Return all the lines below in which the string "HeaderValue" appears.

....................

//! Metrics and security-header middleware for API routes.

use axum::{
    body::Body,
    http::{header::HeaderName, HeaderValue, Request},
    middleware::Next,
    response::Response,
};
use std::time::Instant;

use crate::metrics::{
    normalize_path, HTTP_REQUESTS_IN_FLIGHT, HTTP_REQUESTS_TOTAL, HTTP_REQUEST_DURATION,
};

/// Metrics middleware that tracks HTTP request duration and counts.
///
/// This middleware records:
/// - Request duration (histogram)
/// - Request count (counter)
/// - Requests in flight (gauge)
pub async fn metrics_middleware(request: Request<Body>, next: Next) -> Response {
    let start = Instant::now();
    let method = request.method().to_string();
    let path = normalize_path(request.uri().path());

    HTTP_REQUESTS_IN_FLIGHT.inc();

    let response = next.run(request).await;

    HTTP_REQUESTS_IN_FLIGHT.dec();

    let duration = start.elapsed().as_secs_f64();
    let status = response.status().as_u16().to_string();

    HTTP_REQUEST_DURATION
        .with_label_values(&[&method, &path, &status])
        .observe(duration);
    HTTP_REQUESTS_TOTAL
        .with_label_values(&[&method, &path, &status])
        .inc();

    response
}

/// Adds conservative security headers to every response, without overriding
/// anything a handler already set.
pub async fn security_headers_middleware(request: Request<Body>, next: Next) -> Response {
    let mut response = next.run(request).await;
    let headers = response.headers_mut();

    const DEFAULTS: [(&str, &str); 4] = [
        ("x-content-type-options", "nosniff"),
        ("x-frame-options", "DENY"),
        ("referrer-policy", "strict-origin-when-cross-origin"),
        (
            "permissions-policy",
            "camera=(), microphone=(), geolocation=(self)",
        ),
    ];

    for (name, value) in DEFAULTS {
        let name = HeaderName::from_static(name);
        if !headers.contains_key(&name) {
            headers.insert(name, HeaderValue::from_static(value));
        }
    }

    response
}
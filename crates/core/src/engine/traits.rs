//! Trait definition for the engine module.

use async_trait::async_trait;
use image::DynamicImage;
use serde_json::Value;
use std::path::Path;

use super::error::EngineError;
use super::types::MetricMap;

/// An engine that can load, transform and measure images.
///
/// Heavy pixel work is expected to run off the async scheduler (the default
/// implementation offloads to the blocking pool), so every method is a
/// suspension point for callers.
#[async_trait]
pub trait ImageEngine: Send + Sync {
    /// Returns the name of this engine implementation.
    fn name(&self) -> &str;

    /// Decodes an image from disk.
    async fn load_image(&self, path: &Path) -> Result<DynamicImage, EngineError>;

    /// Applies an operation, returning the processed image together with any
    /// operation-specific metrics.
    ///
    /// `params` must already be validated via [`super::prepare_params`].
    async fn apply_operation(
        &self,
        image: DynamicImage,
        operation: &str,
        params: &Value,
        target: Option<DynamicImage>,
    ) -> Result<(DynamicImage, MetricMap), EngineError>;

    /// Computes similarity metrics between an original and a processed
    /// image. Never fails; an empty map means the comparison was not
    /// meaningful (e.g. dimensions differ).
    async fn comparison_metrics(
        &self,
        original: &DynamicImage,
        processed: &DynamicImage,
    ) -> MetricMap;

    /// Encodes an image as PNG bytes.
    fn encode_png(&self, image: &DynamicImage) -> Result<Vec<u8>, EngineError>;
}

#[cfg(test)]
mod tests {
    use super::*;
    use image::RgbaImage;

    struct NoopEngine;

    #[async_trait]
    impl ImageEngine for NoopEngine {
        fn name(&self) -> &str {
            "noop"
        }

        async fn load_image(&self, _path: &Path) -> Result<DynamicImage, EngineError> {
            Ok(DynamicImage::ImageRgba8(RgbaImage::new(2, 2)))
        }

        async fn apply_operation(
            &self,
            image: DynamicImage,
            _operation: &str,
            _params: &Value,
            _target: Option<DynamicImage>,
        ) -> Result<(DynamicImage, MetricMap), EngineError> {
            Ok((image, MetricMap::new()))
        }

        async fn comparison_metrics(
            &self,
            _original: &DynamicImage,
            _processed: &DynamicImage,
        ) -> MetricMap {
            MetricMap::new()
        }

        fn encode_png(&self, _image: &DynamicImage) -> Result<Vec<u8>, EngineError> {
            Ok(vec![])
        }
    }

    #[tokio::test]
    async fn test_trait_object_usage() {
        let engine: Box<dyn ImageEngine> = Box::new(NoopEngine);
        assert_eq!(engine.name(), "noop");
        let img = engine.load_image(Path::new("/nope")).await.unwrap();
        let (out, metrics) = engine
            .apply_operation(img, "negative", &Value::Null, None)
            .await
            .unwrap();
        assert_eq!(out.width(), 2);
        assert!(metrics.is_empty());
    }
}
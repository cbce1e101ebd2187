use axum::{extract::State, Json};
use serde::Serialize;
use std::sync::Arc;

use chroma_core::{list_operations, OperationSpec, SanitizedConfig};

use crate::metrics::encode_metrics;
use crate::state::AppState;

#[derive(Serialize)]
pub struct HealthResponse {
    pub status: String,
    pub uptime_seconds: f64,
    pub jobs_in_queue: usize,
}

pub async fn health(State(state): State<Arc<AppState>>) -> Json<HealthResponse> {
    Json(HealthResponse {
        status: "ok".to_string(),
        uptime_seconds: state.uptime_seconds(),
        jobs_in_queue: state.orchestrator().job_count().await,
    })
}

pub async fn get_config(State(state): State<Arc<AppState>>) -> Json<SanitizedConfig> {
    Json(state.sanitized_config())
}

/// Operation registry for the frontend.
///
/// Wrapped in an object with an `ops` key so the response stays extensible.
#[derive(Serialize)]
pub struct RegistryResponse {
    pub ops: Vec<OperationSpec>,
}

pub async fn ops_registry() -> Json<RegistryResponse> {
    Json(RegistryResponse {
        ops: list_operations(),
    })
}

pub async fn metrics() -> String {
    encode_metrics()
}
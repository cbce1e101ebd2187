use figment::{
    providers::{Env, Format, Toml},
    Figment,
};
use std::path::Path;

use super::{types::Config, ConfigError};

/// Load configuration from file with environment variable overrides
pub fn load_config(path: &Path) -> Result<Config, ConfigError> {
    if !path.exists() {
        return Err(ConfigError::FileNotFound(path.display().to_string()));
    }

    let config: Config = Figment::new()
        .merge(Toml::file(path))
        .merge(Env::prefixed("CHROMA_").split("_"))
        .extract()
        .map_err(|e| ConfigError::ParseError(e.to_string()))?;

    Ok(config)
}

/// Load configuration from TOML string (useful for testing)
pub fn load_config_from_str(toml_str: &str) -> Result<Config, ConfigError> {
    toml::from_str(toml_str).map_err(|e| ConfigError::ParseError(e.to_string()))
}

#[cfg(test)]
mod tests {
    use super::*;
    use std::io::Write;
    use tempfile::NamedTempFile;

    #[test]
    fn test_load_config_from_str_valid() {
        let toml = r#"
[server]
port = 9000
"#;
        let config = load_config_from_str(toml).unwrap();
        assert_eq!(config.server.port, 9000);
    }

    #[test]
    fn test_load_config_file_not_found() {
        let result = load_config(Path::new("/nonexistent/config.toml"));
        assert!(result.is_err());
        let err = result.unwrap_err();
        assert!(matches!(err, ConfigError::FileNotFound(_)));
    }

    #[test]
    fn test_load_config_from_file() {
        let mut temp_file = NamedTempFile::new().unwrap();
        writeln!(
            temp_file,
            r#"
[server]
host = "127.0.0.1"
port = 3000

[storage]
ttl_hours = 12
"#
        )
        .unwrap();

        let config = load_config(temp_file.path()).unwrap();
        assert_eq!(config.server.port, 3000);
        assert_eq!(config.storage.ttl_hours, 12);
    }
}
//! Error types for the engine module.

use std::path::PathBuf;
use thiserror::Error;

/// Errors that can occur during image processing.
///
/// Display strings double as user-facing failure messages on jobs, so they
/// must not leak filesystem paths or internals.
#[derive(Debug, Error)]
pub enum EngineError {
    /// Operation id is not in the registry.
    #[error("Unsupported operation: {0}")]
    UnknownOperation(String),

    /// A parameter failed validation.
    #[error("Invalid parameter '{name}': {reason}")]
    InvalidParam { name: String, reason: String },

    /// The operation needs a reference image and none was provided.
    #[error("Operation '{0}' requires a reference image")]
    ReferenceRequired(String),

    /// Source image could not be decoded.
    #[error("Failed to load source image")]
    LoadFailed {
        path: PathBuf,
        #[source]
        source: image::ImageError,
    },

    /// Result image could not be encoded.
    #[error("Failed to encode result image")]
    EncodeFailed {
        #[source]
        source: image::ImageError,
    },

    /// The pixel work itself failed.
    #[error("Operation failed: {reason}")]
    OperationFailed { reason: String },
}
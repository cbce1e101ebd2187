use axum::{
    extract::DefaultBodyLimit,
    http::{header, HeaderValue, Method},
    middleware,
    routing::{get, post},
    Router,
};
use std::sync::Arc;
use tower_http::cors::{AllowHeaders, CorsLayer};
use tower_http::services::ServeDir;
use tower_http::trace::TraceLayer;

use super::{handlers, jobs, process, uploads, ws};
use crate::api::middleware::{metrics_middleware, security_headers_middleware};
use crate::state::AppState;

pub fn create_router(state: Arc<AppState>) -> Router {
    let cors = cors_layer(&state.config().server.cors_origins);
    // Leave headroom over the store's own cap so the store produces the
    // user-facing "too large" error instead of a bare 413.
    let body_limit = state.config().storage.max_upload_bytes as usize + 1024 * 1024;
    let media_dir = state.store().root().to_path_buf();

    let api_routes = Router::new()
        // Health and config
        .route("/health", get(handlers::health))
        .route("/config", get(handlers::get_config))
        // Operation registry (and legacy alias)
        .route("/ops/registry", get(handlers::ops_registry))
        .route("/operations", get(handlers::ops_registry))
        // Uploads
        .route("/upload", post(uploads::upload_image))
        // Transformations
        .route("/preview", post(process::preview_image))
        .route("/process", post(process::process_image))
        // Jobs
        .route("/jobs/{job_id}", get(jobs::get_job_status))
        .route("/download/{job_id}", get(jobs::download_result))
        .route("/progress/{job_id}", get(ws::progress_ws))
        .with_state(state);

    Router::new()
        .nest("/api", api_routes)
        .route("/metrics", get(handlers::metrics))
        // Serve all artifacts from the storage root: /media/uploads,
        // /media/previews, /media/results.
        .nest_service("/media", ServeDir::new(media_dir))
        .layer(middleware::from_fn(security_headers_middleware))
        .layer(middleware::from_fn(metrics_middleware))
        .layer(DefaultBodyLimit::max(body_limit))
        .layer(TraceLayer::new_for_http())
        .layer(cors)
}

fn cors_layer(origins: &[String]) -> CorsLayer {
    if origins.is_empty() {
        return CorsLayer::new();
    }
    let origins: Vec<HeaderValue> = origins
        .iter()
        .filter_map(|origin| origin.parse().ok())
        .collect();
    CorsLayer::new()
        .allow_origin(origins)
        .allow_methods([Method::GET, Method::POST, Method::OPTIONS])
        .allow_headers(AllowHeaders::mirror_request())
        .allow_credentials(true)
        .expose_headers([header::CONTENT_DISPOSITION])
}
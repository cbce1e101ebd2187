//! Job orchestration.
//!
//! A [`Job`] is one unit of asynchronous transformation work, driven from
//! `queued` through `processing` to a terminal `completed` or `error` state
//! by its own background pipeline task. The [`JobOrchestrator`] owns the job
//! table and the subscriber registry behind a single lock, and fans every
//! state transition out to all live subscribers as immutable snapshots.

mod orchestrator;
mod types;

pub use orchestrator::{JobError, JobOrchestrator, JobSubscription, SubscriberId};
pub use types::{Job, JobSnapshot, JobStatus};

....................

_Completed exercise_:
    http::{header::HeaderName, HeaderValue, Request},
            headers.insert(name, HeaderValue::from_static(value));
    http::{header, HeaderValue, Method},
    let origins: Vec<HeaderValue> = origins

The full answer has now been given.